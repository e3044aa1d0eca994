//! Dual-window rate limiter.

use std::sync::Arc;
use std::time::Duration;

use tracing::{debug, error, warn};

use super::config::{RateLimitConfig, StoreFailurePolicy, WindowLimit};
use crate::domain::{Identity, WindowKind};
use crate::error::RelayError;
use crate::ports::{Clock, CounterStore, StoreError};

/// Result of an admission check.
#[derive(Debug, Clone, Copy, PartialEq, Eq)]
pub enum Decision {
    Admitted,
    Rejected(WindowKind),
}

/// Per-identity admission under a short and a long fixed window.
///
/// Each window is a counter keyed by `(identity, floor(now / window))`. The
/// short window is checked first and the long window only if the short one
/// passes.
///
/// Over-limit increments are never rolled back: a rejected request still
/// consumes a slot in its window, so a client hammering retries stays
/// rejected until the window rolls over. Do not "fix" this into a rollback.
pub struct RateLimiter {
    store: Arc<dyn CounterStore>,
    clock: Arc<dyn Clock>,
    config: RateLimitConfig,
}

impl RateLimiter {
    pub fn new(
        store: Arc<dyn CounterStore>,
        clock: Arc<dyn Clock>,
        config: RateLimitConfig,
    ) -> Self {
        Self {
            store,
            clock,
            config,
        }
    }

    /// Count this request against both windows and decide.
    ///
    /// Fails with [`RelayError::StoreUnavailable`] only when the store is down
    /// and the policy is fail-closed.
    pub async fn admit(&self, identity: &Identity) -> Result<Decision, RelayError> {
        let now = self.clock.now().timestamp();

        for (kind, limit) in [
            (WindowKind::Short, self.config.short),
            (WindowKind::Long, self.config.long),
        ] {
            let key = self.bucket_key(identity, kind, limit.window, now);

            let count = match self.store.increment(&key, limit.window).await {
                Ok(count) => count,
                Err(e) => return self.on_store_failure(identity, e),
            };

            if exceeds(count, &limit) {
                debug!(
                    identity = %identity,
                    window = %kind,
                    count,
                    limit = limit.max_requests,
                    "Rate limit exceeded"
                );
                return Ok(Decision::Rejected(kind));
            }
        }

        Ok(Decision::Admitted)
    }

    /// Time until the current `kind` window rolls over, at least one second.
    pub fn retry_after(&self, kind: WindowKind) -> Duration {
        let limit = match kind {
            WindowKind::Short => self.config.short,
            WindowKind::Long => self.config.long,
        };
        let window_secs = limit.window.as_secs().max(1);
        let now = self.clock.now().timestamp();
        let elapsed = now.rem_euclid(i64::try_from(window_secs).unwrap_or(i64::MAX)) as u64;
        Duration::from_secs(window_secs - elapsed)
    }

    fn bucket_key(&self, identity: &Identity, kind: WindowKind, window: Duration, now: i64) -> String {
        let window_secs = i64::try_from(window.as_secs().max(1)).unwrap_or(i64::MAX);
        let bucket = now.div_euclid(window_secs);
        format!("{}:{}:{}:{}", self.config.key_prefix, identity, kind.tag(), bucket)
    }

    fn on_store_failure(&self, identity: &Identity, err: StoreError) -> Result<Decision, RelayError> {
        match self.config.on_store_failure {
            StoreFailurePolicy::FailClosed => {
                error!(identity = %identity, error = %err, "Counter store unavailable, failing closed");
                Err(RelayError::StoreUnavailable(err.to_string()))
            }
            StoreFailurePolicy::FailOpen => {
                warn!(identity = %identity, error = %err, "Counter store unavailable, failing open");
                Ok(Decision::Admitted)
            }
        }
    }
}

fn exceeds(count: u64, limit: &WindowLimit) -> bool {
    count > limit.max_requests
}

----

_What the task asks:_ How many of the lines in these entries hold "rolls"? Report only the count.

_Response:_ 2